- Portrait by Walter Stoneman, 1919
- Born: 15 July 1870 India
- Died: 19 December 1951 (aged 81) Aldershot, Hampshire, England
- Allegiance: United Kingdom
- Branch: British Army
- Service years: 1890–1920
- Rank: Major-General
- Unit: Worcestershire Regiment
- Commands: 29th Infantry Division 88th Brigade 4th Battalion, Worcestershire Regiment
- Conflicts: Second Boer War First World War
- Awards: Companion of the Order of the Bath Companion of the Order of St Michael and St George Mentioned in Despatches Order of the White Eagle, 3rd Class (Serbia) Order of the Crown (Belgium) Croix de guerre (Belgium) Croix de guerre (France)

= Douglas Edward Cayley =

British Army general (1870–1951)

Major-General Douglas Edward Cayley, (15 July 1870 – 19 December 1951) was a British Army officer of the First World War who played an important part in the evacuation of soldiers from Gallipoli.

==Family==
Douglas Edward Cayley was a son of Henry Cayley, who served as a medical officer in the British army in India.

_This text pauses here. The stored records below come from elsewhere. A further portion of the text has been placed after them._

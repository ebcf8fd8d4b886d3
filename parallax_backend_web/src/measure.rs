// Copyright 2026 the Parallax Authors
// SPDX-License-Identifier: Apache-2.0 OR MIT

//! Layout measurement.

use parallax_core::backend::GeometrySource;
use parallax_core::geometry::{GeometrySnapshot, LayerGeometry};
use web_sys::Window;

use crate::presenter::DomPresenter;

/// Reads scroll, viewport, container, and layer geometry from the live DOM.
///
/// Borrows the presenter's element table so that measured layers are exactly
/// the presented ones. All reads happen against the current layout, so one
/// [`ParallaxStore::measure`] call sees a consistent pass.
///
/// [`ParallaxStore::measure`]: parallax_core::layer::ParallaxStore::measure
#[derive(Debug)]
pub struct DomGeometry<'a> {
    window: &'a Window,
    presenter: &'a DomPresenter,
}

impl<'a> DomGeometry<'a> {
    /// Creates a measurement view over `presenter`'s container and layers.
    #[must_use]
    pub fn new(window: &'a Window, presenter: &'a DomPresenter) -> Self {
        Self { window, presenter }
    }

    /// Raw document scroll offset; may be negative while overscrolling.
    fn raw_scroll_top(&self) -> f64 {
        self.window.scroll_y().unwrap_or(0.0)
    }

    fn viewport_height(&self) -> f64 {
        let client = self
            .window
            .document()
            .and_then(|doc| doc.document_element())
            .map(|root| root.client_height());
        let inner = self.window.inner_height().ok().and_then(|h| h.as_f64());
        pick_viewport_height(client, inner)
    }
}

/// Prefers the root element's `clientHeight`, which excludes a horizontal
/// scrollbar, over `innerHeight`, which includes it.
fn pick_viewport_height(client_height: Option<i32>, inner_height: Option<f64>) -> f64 {
    client_height
        .map(f64::from)
        .or(inner_height)
        .unwrap_or(0.0)
}

impl GeometrySource for DomGeometry<'_> {
    fn snapshot(&self) -> GeometrySnapshot {
        let raw_scroll = self.raw_scroll_top();
        let container = self.presenter.container();
        // Bounding rect is viewport-relative; shift it into document space.
        let container_top = container.get_bounding_client_rect().top() + raw_scroll;
        GeometrySnapshot::new(
            raw_scroll,
            self.viewport_height(),
            container_top,
            f64::from(container.offset_height()),
        )
    }

    fn layer_geometry(&self, idx: u32) -> Option<LayerGeometry> {
        self.presenter
            .get_element(idx)
            .map(|el| LayerGeometry::new(f64::from(el.offset_height())))
    }
}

Among his siblings were Major General Sir Walter de Sausmarez Cayley (1863–1952) and Rear Admiral Henry Priaulx Cayley (1877–1942).

His son Richard Douglas Cayley (1907–1943) was a distinguished submarine officer during the Second World War.

==Personal life==
Douglas Edward Cayley was born in India, where his father was serving, on 15 July 1870. He was educated at Clifton College and the Royal Military College, Sandhurst.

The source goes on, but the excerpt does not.